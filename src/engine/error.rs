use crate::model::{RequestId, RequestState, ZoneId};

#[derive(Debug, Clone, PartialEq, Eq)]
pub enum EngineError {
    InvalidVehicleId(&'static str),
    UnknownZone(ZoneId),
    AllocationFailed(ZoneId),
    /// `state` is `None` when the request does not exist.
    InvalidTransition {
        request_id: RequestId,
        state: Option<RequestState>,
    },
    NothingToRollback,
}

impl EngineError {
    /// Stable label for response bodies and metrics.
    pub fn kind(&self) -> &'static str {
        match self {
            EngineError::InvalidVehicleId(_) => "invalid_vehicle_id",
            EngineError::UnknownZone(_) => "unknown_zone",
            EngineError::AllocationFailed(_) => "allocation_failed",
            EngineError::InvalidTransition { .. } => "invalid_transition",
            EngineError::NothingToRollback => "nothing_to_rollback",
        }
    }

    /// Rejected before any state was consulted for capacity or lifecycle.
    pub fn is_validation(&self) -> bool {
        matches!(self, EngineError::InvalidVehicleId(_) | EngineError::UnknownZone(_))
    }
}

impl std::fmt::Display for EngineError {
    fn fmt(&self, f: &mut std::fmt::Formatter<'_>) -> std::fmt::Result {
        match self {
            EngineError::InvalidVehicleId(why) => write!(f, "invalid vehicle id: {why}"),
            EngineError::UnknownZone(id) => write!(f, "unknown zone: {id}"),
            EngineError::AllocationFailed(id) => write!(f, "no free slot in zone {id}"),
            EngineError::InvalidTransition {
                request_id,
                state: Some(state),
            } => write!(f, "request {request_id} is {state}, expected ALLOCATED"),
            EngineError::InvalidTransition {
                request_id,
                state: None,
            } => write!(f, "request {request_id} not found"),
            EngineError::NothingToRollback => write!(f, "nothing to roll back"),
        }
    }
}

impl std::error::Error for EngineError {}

________

Wherever the string "RequestState" appears in the records, copy the whole line.

● **Output of the exercise**:
use crate::model::{RequestId, RequestState, ZoneId};
        state: Option<RequestState>,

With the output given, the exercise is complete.